I had a poster from the movie in my room,” Lasko says.

The road to Oz was not easy; it took six auditions to get the part and she had to learn more than 40 pages of material. But Lasko says it is part of the job, and surprisingly, she enjoys auditioning. “It is always exciting to take over a role—even for an hour,” she says.
Once the tour began, the cast performed eight shows a week, and Dorothy was on stage for almost the entire show. “It was definitely one of the hardest things I have done,” Lasko says, and she had to be “vigilant about rest” throughout the tour.

But even with the tough schedule, she was motivated to perform every night.

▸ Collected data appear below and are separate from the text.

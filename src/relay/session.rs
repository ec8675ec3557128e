//! UDP Session Table
//!
//! Maps a client address to its in-flight UDP conversation. Three writers
//! touch the table concurrently: the datagram-receiving path, the reaper,
//! and reply tasks removing themselves on target-socket errors. A single
//! mutex guards all of them, so the reaper's staleness check and the
//! datagram path's timestamp refresh are mutually consistent.

use std::collections::HashMap;
use std::net::SocketAddr;
use std::sync::atomic::{AtomicU64, Ordering};
use std::sync::{Arc, Mutex};
use std::time::{Duration, Instant};
use tokio::net::UdpSocket;
use tokio::task::JoinHandle;
use tracing::debug;

/// Process-wide counter distinguishing successive sessions for the same
/// client address.
static NEXT_SESSION_ID: AtomicU64 = AtomicU64::new(1);

/// Allocate the id a new session will carry. Taken before the reply task is
/// spawned so the task can identify its own table entry.
pub fn alloc_session_id() -> u64 {
    NEXT_SESSION_ID.fetch_add(1, Ordering::Relaxed)
}

/// One client's in-flight conversation through a UDP rule
#[derive(Debug)]
pub struct UdpSession {
    pub id: u64,
    /// Socket connected to the rule's remote target, exclusively owned by
    /// this session (the reply task holds the only other reference).
    pub outbound: Arc<UdpSocket>,
    /// Timestamp of the most recent inbound datagram from the client.
    pub last_seen: Instant,
    /// Reads target replies and forwards them to the client; aborted on
    /// eviction.
    reply_task: JoinHandle<()>,
}

impl UdpSession {
    pub fn new(id: u64, outbound: Arc<UdpSocket>, reply_task: JoinHandle<()>) -> Self {
        Self {
            id,
            outbound,
            last_seen: Instant::now(),
            reply_task,
        }
    }

    /// Cancel the reply task. Dropping the session afterwards releases the
    /// last references to the outbound socket, closing it.
    pub fn close(self) {
        self.reply_task.abort();
    }
}

/// Concurrently accessed mapping from client address to session
#[derive(Debug, Clone, Default)]
pub struct SessionTable {
    inner: Arc<Mutex<HashMap<SocketAddr, UdpSession>>>,
}

impl SessionTable {
    pub fn new() -> Self {
        Self::default()
    }

    /// Refresh `last_seen` for the client's session and return its outbound
    /// socket, or `None` if no session exists.
    pub fn touch(&self, client: &SocketAddr) -> Option<Arc<UdpSocket>> {
        let mut sessions = self.inner.lock().unwrap();
        sessions.get_mut(client).map(|session| {
            session.last_seen = Instant::now();
            Arc::clone(&session.outbound)
        })
    }

    /// Insert a freshly created session for a client address.
    ///
    /// Only the single datagram-receiving task inserts, which keeps
    /// lookup-or-create atomic per client address. A displaced session
    /// (possible only if the caller raced its own earlier insert) is closed.
    pub fn insert(&self, client: SocketAddr, session: UdpSession) {
        let displaced = {
            let mut sessions = self.inner.lock().unwrap();
            sessions.insert(client, session)
        };
        if let Some(old) = displaced {
            debug!("Displaced stale session {} for {}", old.id, client);
            old.close();
        }
    }

    /// Remove the client's session, but only if it still carries the given
    /// id. Used by reply tasks to remove themselves without clobbering a
    /// successor session created after a reaper eviction. Idempotent.
    pub fn remove_if(&self, client: &SocketAddr, id: u64) -> bool {
        let mut sessions = self.inner.lock().unwrap();
        match sessions.get(client) {
            Some(session) if session.id == id => {
                sessions.remove(client);
                true
            }
            _ => false,
        }
    }

    /// Remove and return every session idle longer than `idle_timeout`.
    ///
    /// The staleness check happens under the same lock that guards
    /// `last_seen` updates, so a session refreshed by a concurrent datagram
    /// is never evicted.
    pub fn evict_idle(&self, idle_timeout: Duration) -> Vec<(SocketAddr, UdpSession)> {
        let mut sessions = self.inner.lock().unwrap();
        let expired: Vec<SocketAddr> = sessions
            .iter()
            .filter(|(_, session)| session.last_seen.elapsed() > idle_timeout)
            .map(|(addr, _)| *addr)
            .collect();

        expired
            .into_iter()
            .filter_map(|addr| sessions.remove(&addr).map(|session| (addr, session)))
            .collect()
    }

    /// Remove and return all sessions. Used on relay teardown.
    pub fn drain(&self) -> Vec<(SocketAddr, UdpSession)> {
        let mut sessions = self.inner.lock().unwrap();
        sessions.drain().collect()
    }

    pub fn len(&self) -> usize {
        self.inner.lock().unwrap().len()
    }

    pub fn is_empty(&self) -> bool {
        self.len() == 0
    }
}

“Every show, I tried to make it a new experience and make it something different from the night before. And this was the first theatrical experience for many kids, so I really wanted to make it special for them.”

Sarah Lasko

Photos by Daniel A. Swalec.

Lasko especially enjoyed working with her co-star, Nigel, who played Toto, and his understudy, Loki. Both dogs are Cairn Terrier rescues. “Learning how to be a dog handler on stage added an extra layer of challenge to the show. But it was also so much fun and I loved having dogs on the tour. They were stress relief!” Lasko says.

While working with animals on stage was new, Lasko is no stranger to the challenges of working in live theatre.

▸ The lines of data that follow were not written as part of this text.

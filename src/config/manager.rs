//! Configuration Manager

use super::Config;
use crate::Result;
use anyhow::{bail, Context};
use std::path::Path;

/// Manages configuration loading and validation
pub struct ConfigManager;

impl ConfigManager {
    /// Load configuration from file
    pub fn load_from_file(path: &Path) -> Result<Config> {
        tracing::info!("Loading configuration from: {}", path.display());
        let content = std::fs::read_to_string(path)
            .with_context(|| format!("Failed to read config file: {}", path.display()))?;

        let config: Config = toml::from_str(&content)
            .with_context(|| format!("Failed to parse config file: {}", path.display()))?;

        config
            .validate()
            .with_context(|| "Configuration validation failed")?;

        tracing::info!(
            "Configuration loaded and validated successfully ({} rules)",
            config.rules.len()
        );
        Ok(config)
    }
}

impl Config {
    /// Validate the configuration
    pub fn validate(&self) -> Result<()> {
        for (index, rule) in self.rules.iter().enumerate() {
            if rule.local_port == 0 {
                bail!("rule {}: local_port must be in range 1-65535", index);
            }

            if rule.remote_port == 0 {
                bail!("rule {}: remote_port must be in range 1-65535", index);
            }

            if rule.remote_host.trim().is_empty() {
                bail!("rule {}: remote_host must not be empty", index);
            }
        }

        Ok(())
    }
}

She began performing in the Washington, DC, area at the age of seven and made her debut at age 14 in Annie Get Your Gun, a Montgomery College Summer Dinner Theatre production.

It was the beginning of a long relationship. Lasko earned an associate’s degree at Montgomery College before transferring to the University of Maryland. At the College, she was impressed by the “stellar production values” including costumes, set pieces, and lighting. “And I got the opportunity to learn by doing, to train as an actor, singer, and performer, and to explore what I was passionate about,” she says.

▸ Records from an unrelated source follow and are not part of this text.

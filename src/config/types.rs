//! Configuration Types

use serde::{Deserialize, Serialize};
use std::fmt;

/// Main configuration structure
///
/// Immutable after load; the engine never mutates it. An empty rule list is
/// accepted here so tests can build partial configs, but the dispatcher
/// treats it as a startup-fatal condition.
#[derive(Debug, Clone, Default, Deserialize, Serialize)]
pub struct Config {
    /// Enables verbose relay-level logging (accepted connections,
    /// session lifecycle, per-error detail).
    #[serde(default)]
    pub debug: bool,
    #[serde(default)]
    pub rules: Vec<Rule>,
}

/// One forwarding directive: local listening port to remote target.
#[derive(Debug, Clone, PartialEq, Eq, Deserialize, Serialize)]
pub struct Rule {
    pub local_port: u16,
    pub remote_port: u16,
    /// Resolved at dial time, not at load time.
    pub remote_host: String,
    pub protocol: Protocol,
}

/// Transport protocol a rule forwards
#[derive(Debug, Clone, Copy, PartialEq, Eq, Deserialize, Serialize)]
#[serde(rename_all = "lowercase")]
pub enum Protocol {
    Tcp,
    Udp,
}

impl Rule {
    /// Remote target in `ToSocketAddrs` form for dialing.
    pub fn remote_target(&self) -> (&str, u16) {
        (self.remote_host.as_str(), self.remote_port)
    }
}

impl fmt::Display for Rule {
    fn fmt(&self, f: &mut fmt::Formatter<'_>) -> fmt::Result {
        write!(
            f,
            "{} :{} -> {}:{}",
            self.protocol, self.local_port, self.remote_host, self.remote_port
        )
    }
}

impl fmt::Display for Protocol {
    fn fmt(&self, f: &mut fmt::Formatter<'_>) -> fmt::Result {
        match self {
            Protocol::Tcp => write!(f, "tcp"),
            Protocol::Udp => write!(f, "udp"),
        }
    }
}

KenYatta Rogers, professor of theater, says it was that willingness to explore that set Lasko apart. Rogers directed A Midsummer Night’s Dream, in which Lasko played Helena, and he was struck then by her inquisitiveness. “She was willing to take risks and so willing to play. A consummate student,” he says. “I’m looking forward to watching her work in the future.”

Lisa Carrier Baker, a professor of music and Lasko’s longtime voice teacher, agrees. She was one of the first in line to see The Wizard of Oz when the tour stopped in Washington last May.

“I can’t describe the pride I felt when I saw Sarah as Dorothy. It’s been a joy to see her grow as a performer,” Baker says.

Lasko returned to New York where she is auditioning and taking classes. And while her next road will not likely be paved with yellow bricks, we can’t wait to see where it takes her.